その硝酸または硝酸塩が薄い膜になって像担持体の表面に付着すると、高湿環境下では画像が流れたような異常画像になる。これは硝酸や硝酸塩が吸湿することで低抵抗となり、像担持体の表面の静電潜像が壊れてしまうためである。
【0003】
そこで、近年ではコロナ放電に代わる帯電方法として、接触帯電部材を像担持体の表面に接触させた状態で帯電を行う接触帯電方法が実用化されてきている。
しかしながら、このように接触帯電部材を像担持体の表面に接触させた状態で帯電を行う接触帯電方法でも、その接触帯電部材から像担持体への放電現象を利用して像担持体を帯電させるため、帯電に必要とされる電圧は像担持体の表面電位以上の値が必要である。そのため、放電時に微量ではあるが、やはりオゾンが発生するということがあった。ところが、オゾンの発生を抑えるために接触帯電部材に印加する電圧を小さくすれば、像担持体上に高精細の潜像を形成するために必要な帯電電位に像担持体を帯電することができなくなってしまう。
【0004】
そこで、前述のような空気中での放電を行わずに、像担持体表面への電荷の直接注入により像担持体を帯電する方法として電荷注入帯電方式が提案されている。

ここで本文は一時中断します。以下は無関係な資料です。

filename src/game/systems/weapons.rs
//! Weapon system for power-up firing
//!
//! Players fire the power-up in their active slot. Only the gravity grenade
//! launcher has behavior; it is gated by charges and a reload timer.

use std::f32::consts::TAU;

use crate::game::constants::grenade::{LAUNCH_SPEED, SPAWN_GAP};
use crate::game::constants::powerup::ORBIT_SPEED;
use crate::game::entity::{Entity, EntityId, GameTime, PowerupKind};
use crate::game::game_loop::GameEvent;
use crate::game::state::GameState;
use crate::util::vec2::Vec2;

/// Outcome of pulling the trigger
#[derive(Debug, Clone, Copy, PartialEq, Eq)]
pub enum FireResult {
    Fired(EntityId),
    /// Nothing in the active slot
    NoWeapon,
    Reloading,
    /// Active power-up has no behavior and was dropped
    Discarded(PowerupKind),
}

/// Launch direction: turret if aiming, else current heading if moving, else turret
pub fn launch_direction(aim_angle: f32, aiming: bool, velocity: Vec2) -> Vec2 {
    if !aiming {
        let heading = velocity.normalize();
        if !heading.is_zero(1e-6) {
            return heading;
        }
    }
    Vec2::from_angle(aim_angle)
}

/// Fire the active power-up of the player entity `shooter_id`
pub fn try_fire(state: &mut GameState, shooter_id: EntityId, aiming: bool, now: GameTime) -> FireResult {
    let reload_time = state.config.grenade.reload_time;
    let Some(shooter) = state.registry.get(shooter_id) else {
        return FireResult::NoWeapon;
    };
    let Some(player) = shooter.as_player() else {
        return FireResult::NoWeapon;
    };
    let Some(active) = player.powerups.active() else {
        return FireResult::NoWeapon;
    };

    if active.kind != PowerupKind::GravityGrenadeLauncher {
        let kind = active.kind;
        state.registry.update(shooter_id, |e| {
            if let Some(p) = e.as_player_mut() {
                p.powerups.consume_charge();
            }
        });
        return FireResult::Discarded(kind);
    }
    if !player.is_reloaded(now, reload_time) {
        return FireResult::Reloading;
    }

    let owner = player.player_id;
    let dir = launch_direction(player.aim_angle, aiming, shooter.velocity);
    let position = shooter.position + dir * (shooter.radius + SPAWN_GAP);

    let mut grenade = Entity::grenade(position, now, Some(owner));
    // Inherit the shooter's momentum, then add the launch kick
    grenade.velocity = shooter.velocity;
    grenade.accelerate(dir, LAUNCH_SPEED);

    state.registry.update(shooter_id, |e| {
        if let Some(p) = e.as_player_mut() {
            p.last_fired = now;
            p.powerups.consume_charge();
        }
    });
    let grenade_id = state.registry.append(grenade);
    tracing::debug!("Player {} fired grenade {} towards {:?}", owner, grenade_id, dir);
    FireResult::Fired(grenade_id)
}

/// Fire and report as a game event when a grenade was launched
pub fn fire(state: &mut GameState, shooter_id: EntityId, aiming: bool, now: GameTime) -> Option<GameEvent> {
    match try_fire(state, shooter_id, aiming, now) {
        FireResult::Fired(grenade_id) => {
            let player_id = state
                .registry
                .get(shooter_id)
                .and_then(|e| e.as_player())
                .map(|p| p.player_id)?;
            Some(GameEvent::GrenadeFired {
                player_id,
                grenade_id,
            })
        }
        _ => None,
    }
}

/// Spin every active power-up around its owner
pub fn advance_orbits(state: &mut GameState, dt: f32) {
    let step = ORBIT_SPEED * dt;
    let players: Vec<EntityId> = state.registry.player_ids().to_vec();
    for id in players {
        state.registry.update(id, |e| {
            if let Some(active) = e.as_player_mut().and_then(|p| p.powerups.active_mut()) {
                active.orbit_angle = (active.orbit_angle + step).rem_euclid(TAU);
            }
        });
    }
}

#[cfg(test)]
mod tests {
    use super::*;
    use crate::config::SimulationConfig;
    use crate::game::constants::powerup::LAUNCHER_CHARGES;
    use crate::game::entity::EntityTag;

    fn armed_state() -> (GameState, EntityId) {
        let mut state = GameState::with_seed(SimulationConfig::without_spawning(), 8).unwrap();
        let id = state
            .registry
            .append(Entity::player(0, Vec2::new(400.0, 400.0), [250, 0, 0]));
        state.registry.update(id, |e| {
            e.as_player_mut()
                .unwrap()
                .powerups
                .push(PowerupKind::GravityGrenadeLauncher);
        });
        (state, id)
    }

    #[test]
    fn test_fire_spawns_grenade_outside_shooter() {
        let (mut state, shooter) = armed_state();
        let result = try_fire(&mut state, shooter, true, 0.0);

        let FireResult::Fired(grenade_id) = result else {
            panic!("expected a grenade, got {:?}", result);
        };
        let grenade = state.registry.get(grenade_id).unwrap();
        // Turret starts at angle 0, pointing along +x
        assert!(grenade.position.approx_eq(Vec2::new(400.0 + 10.0 + SPAWN_GAP, 400.0), 1e-4));
        assert!(grenade.velocity.approx_eq(Vec2::new(LAUNCH_SPEED, 0.0), 1e-3));
        assert_eq!(grenade.as_grenade().unwrap().owner, Some(0));
        assert_eq!(grenade.as_grenade().unwrap().creation_time, 0.0);
        assert_eq!(state.registry.grenade_ids(), &[grenade_id]);
    }

    #[test]
    fn test_grenade_inherits_shooter_velocity() {
        let (mut state, shooter) = armed_state();
        state.registry.update(shooter, |e| e.velocity = Vec2::new(0.0, 50.0));

        let FireResult::Fired(grenade_id) = try_fire(&mut state, shooter, true, 0.0) else {
            panic!("expected a grenade");
        };
        let v = state.registry.get(grenade_id).unwrap().velocity;
        assert!(v.approx_eq(Vec2::new(LAUNCH_SPEED, 50.0), 1e-3));
    }

    #[test]
    fn test_not_aiming_fires_along_heading() {
        let (mut state, shooter) = armed_state();
        state.registry.update(shooter, |e| e.velocity = Vec2::new(0.0, -20.0));

        let FireResult::Fired(grenade_id) = try_fire(&mut state, shooter, false, 0.0) else {
            panic!("expected a grenade");
        };
        let grenade = state.registry.get(grenade_id).unwrap();
        assert!(grenade.position.y < 400.0);
        assert!((grenade.position.x - 400.0).abs() < 1e-4);
    }

    #[test]
    fn test_launch_direction_fallbacks() {
        assert!(launch_direction(0.0, false, Vec2::ZERO).approx_eq(Vec2::RIGHT, 1e-6));
        assert!(launch_direction(0.0, true, Vec2::new(0.0, 5.0)).approx_eq(Vec2::RIGHT, 1e-6));
        assert!(launch_direction(0.0, false, Vec2::new(0.0, 5.0)).approx_eq(Vec2::new(0.0, 1.0), 1e-6));
        // Negative headings count as moving
        assert!(launch_direction(0.0, false, Vec2::new(-3.0, 0.0)).approx_eq(Vec2::new(-1.0, 0.0), 1e-6));
    }

    #[test]
    fn test_reload_gates_firing() {
        let (mut state, shooter) = armed_state();
        assert!(matches!(try_fire(&mut state, shooter, true, 1.0), FireResult::Fired(_)));
        assert_eq!(try_fire(&mut state, shooter, true, 3.0), FireResult::Reloading);
        assert!(matches!(try_fire(&mut state, shooter, true, 6.0), FireResult::Fired(_)));
    }

    #[test]
    fn test_charges_run_out() {
        let (mut state, shooter) = armed_state();
        for shot in 0..LAUNCHER_CHARGES {
            let now = shot as f64 * 10.0;
            assert!(matches!(try_fire(&mut state, shooter, true, now), FireResult::Fired(_)));
        }
        assert_eq!(try_fire(&mut state, shooter, true, 100.0), FireResult::NoWeapon);
        assert_eq!(state.registry.count(EntityTag::GravityGrenade), LAUNCHER_CHARGES as usize);
    }

    #[test]
    fn test_no_weapon_without_powerup() {
        let mut state = GameState::with_seed(SimulationConfig::without_spawning(), 8).unwrap();
        let id = state.registry.append(Entity::player(0, Vec2::new(400.0, 400.0), [250, 0, 0]));
        assert_eq!(try_fire(&mut state, id, true, 0.0), FireResult::NoWeapon);
        assert_eq!(try_fire(&mut state, 999, true, 0.0), FireResult::NoWeapon);
    }

    #[test]
    fn test_inert_powerup_discarded_and_reserve_promoted() {
        let mut state = GameState::with_seed(SimulationConfig::without_spawning(), 8).unwrap();
        let id = state.registry.append(Entity::player(0, Vec2::new(400.0, 400.0), [250, 0, 0]));
        state.registry.update(id, |e| {
            let slots = &mut e.as_player_mut().unwrap().powerups;
            slots.push(PowerupKind::Laser);
            slots.push(PowerupKind::GravityGrenadeLauncher);
        });

        assert_eq!(
            try_fire(&mut state, id, true, 0.0),
            FireResult::Discarded(PowerupKind::Laser)
        );
        assert!(matches!(try_fire(&mut state, id, true, 0.0), FireResult::Fired(_)));
    }

    #[test]
    fn test_fire_event() {
        let (mut state, shooter) = armed_state();
        let event = fire(&mut state, shooter, true, 0.0).unwrap();
        assert!(matches!(event, GameEvent::GrenadeFired { player_id: 0, .. }));
        assert!(fire(&mut state, shooter, true, 1.0).is_none());
    }

    #[test]
    fn test_orbit_advances() {
        let (mut state, shooter) = armed_state();
        advance_orbits(&mut state, 0.5);
        let angle = state
            .registry
            .get(shooter)
            .and_then(|e| e.as_player())
            .and_then(|p| p.powerups.active())
            .map(|a| a.orbit_angle)
            .unwrap();
        assert!((angle - ORBIT_SPEED * 0.5).abs() < 1e-6);
    }
}
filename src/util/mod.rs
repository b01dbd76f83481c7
pub mod vec2;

例えば、特開平6−3921号公報があげられる。この注入帯電方式は、像担持体の表面に、例えば樹脂中に酸化錫などの金属酸化物を分散させることにより、電荷注入層を形成し、該電荷注入層を帯電ローラや帯電ブラシ等の接触帯電部材により、直接電圧を印加し、電荷を注入して像担持体を帯電するものである。この帯電方式は、放電を伴わないため、オゾンが発生しないというメリットや、低電力にすることができるという長所がある。

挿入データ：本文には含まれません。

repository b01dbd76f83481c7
pub mod constants;
pub mod entity;
pub mod game_loop;
pub mod input_buffer;
pub mod registry;
pub mod spatial;
pub mod state;
pub mod systems;
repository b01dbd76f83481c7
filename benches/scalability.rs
//! Scalability benchmarks for the arena simulation
//!
//! Measures a full frame at increasing food counts with six roaming players,
//! plus the broad-phase grid on its own.
//!
//! Run with: cargo bench --bench scalability

use criterion::{black_box, criterion_group, criterion_main, BenchmarkId, Criterion, Throughput};
use rand::rngs::StdRng;
use rand::{Rng, SeedableRng};

use amoeba_arena::config::SimulationConfig;
use amoeba_arena::game::constants::physics::DT;
use amoeba_arena::game::entity::PowerupKind;
use amoeba_arena::game::game_loop::step;
use amoeba_arena::game::input_buffer::{Intent, IntentTable};
use amoeba_arena::game::spatial::{Footprint, Rect, SpatialGrid};
use amoeba_arena::game::state::GameState;
use amoeba_arena::game::systems::spawning;
use amoeba_arena::util::vec2::Vec2;

const PLAYERS: u32 = 6;
const FOOD_COUNTS: [usize; 4] = [5_000, 10_000, 20_000, 40_000];

/// World with `food` pellets and six players, all spawners off so the entity
/// count stays put while measuring
fn create_state(food: usize) -> GameState {
    let mut config = SimulationConfig::without_spawning();
    config.food.max_count = food;
    let mut state = GameState::with_seed(config, 1234).expect("valid bench config");
    spawning::spawn_food(&mut state, food);
    for _ in 0..PLAYERS {
        state.add_player();
    }
    state
}

/// Every player steers in a random direction and aims where it goes
fn random_intents(rng: &mut StdRng) -> IntentTable {
    let mut intents = IntentTable::new();
    for player_id in 0..PLAYERS {
        let dir = Vec2::from_angle(rng.gen_range(0.0..std::f32::consts::TAU));
        intents.set(player_id, Intent::new(dir, dir, false));
    }
    intents
}

/// Benchmark a full frame (spawners, intents, integration, consumption, gravity)
fn bench_full_frame(c: &mut Criterion) {
    let mut group = c.benchmark_group("full_frame");
    group.sample_size(30);

    for food in FOOD_COUNTS {
        let mut state = create_state(food);
        let mut rng = StdRng::seed_from_u64(food as u64);
        let intents = random_intents(&mut rng);

        group.throughput(Throughput::Elements(food as u64));
        group.bench_with_input(BenchmarkId::new("six_players", food), &food, |b, _| {
            b.iter(|| {
                let now = state.time + DT as f64;
                black_box(step(&mut state, &intents, now, DT));
            })
        });
    }
    group.finish();
}

/// Benchmark a frame with live gravity grenades pulling the players
fn bench_frame_with_grenades(c: &mut Criterion) {
    let mut group = c.benchmark_group("frame_with_grenades");
    group.sample_size(30);

    for food in [5_000, 20_000] {
        let mut state = create_state(food);
        let ids: Vec<_> = state.registry.player_ids().to_vec();
        for id in ids {
            state.registry.update(id, |e| {
                if let Some(p) = e.as_player_mut() {
                    p.powerups.push(PowerupKind::GravityGrenadeLauncher);
                }
            });
        }

        let mut intents = IntentTable::new();
        for player_id in 0..PLAYERS {
            intents.set(player_id, Intent::new(Vec2::ZERO, Vec2::RIGHT, true));
        }
        // Fire once, then measure frames while the grenades are active
        step(&mut state, &intents, DT as f64, DT);
        state.time = 3.0;
        let idle = IntentTable::new();

        group.bench_with_input(BenchmarkId::new("six_grenades", food), &food, |b, _| {
            b.iter(|| {
                // Stay inside the active window
                let now = 3.0 + (state.frame % 300) as f64 * DT as f64;
                black_box(step(&mut state, &idle, now, DT));
            })
        });
    }
    group.finish();
}

/// Benchmark filling the grid and querying player-sized regions
fn bench_spatial_grid(c: &mut Criterion) {
    let mut group = c.benchmark_group("spatial_grid");
    group.sample_size(50);

    for count in FOOD_COUNTS {
        let mut rng = StdRng::seed_from_u64(count as u64);
        let footprints: Vec<Footprint> = (0..count)
            .map(|_| {
                Footprint::new(
                    Vec2::new(rng.gen_range(0.0..1600.0), rng.gen_range(0.0..1200.0)),
                    5.0,
                )
            })
            .collect();

        group.throughput(Throughput::Elements(count as u64));
        group.bench_with_input(BenchmarkId::new("build_and_query", count), &count, |b, _| {
            b.iter(|| {
                let mut grid = SpatialGrid::new(1600.0, 1200.0, 32).expect("valid grid");
                for (id, footprint) in footprints.iter().enumerate() {
                    grid.add(id as u64, *footprint);
                }
                let hits: usize = (0..PLAYERS)
                    .map(|i| {
                        let center = Vec2::new(200.0 + 200.0 * i as f32, 600.0);
                        grid.query(&Rect::centered(center, 40.0)).len()
                    })
                    .sum();
                black_box(hits)
            })
        });
    }
    group.finish();
}

criterion_group!(benches, bench_full_frame, bench_frame_with_grenades, bench_spatial_grid);

criterion_main!(benches);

ところが、注入帯電方式の問題点として、像担持体の表面に設ける電荷注入層は、例えば樹脂中に酸化錫などの金属酸化物を分散させることにより形成しているが、このような電荷注入層は、従来のものでは画像の点から5μm以下にしており、その厚さはあまり厚くすることができないという制約があり、そのため、特に接触帯電部材や現像部等で表面を擦られると電荷注入層が削られてしまうという問題点があった。
【0005】
ところで、画像形成装置に用いる現像剤として、部材間の摩擦の軽減や、トナーとの付着力の低減を目的として、シリカや酸化チタン微粒子を、ジメチルジクロロシラン、ヘキサメチルジシラザン、シリコーンオイル等の有機珪素化合物と反応または処理し、トナーの外添剤として用いる方法が知られている。特に、十分な疎水性を示し、且つ、トナーに含有された時にその低表面エネルギーから該トナーが優れた転写性を示す疎水化処理剤としては、シリコーンオイルが好ましいとされている。これは、シリコーンオイルで処理した無機微粒子をトナーの外添に用いることより、像担持体や帯電部材その他の部材に、シリコーンオイルが極微量供給塗布され、転写体等の部材とトナーとの付着力を低減するためと考えられる。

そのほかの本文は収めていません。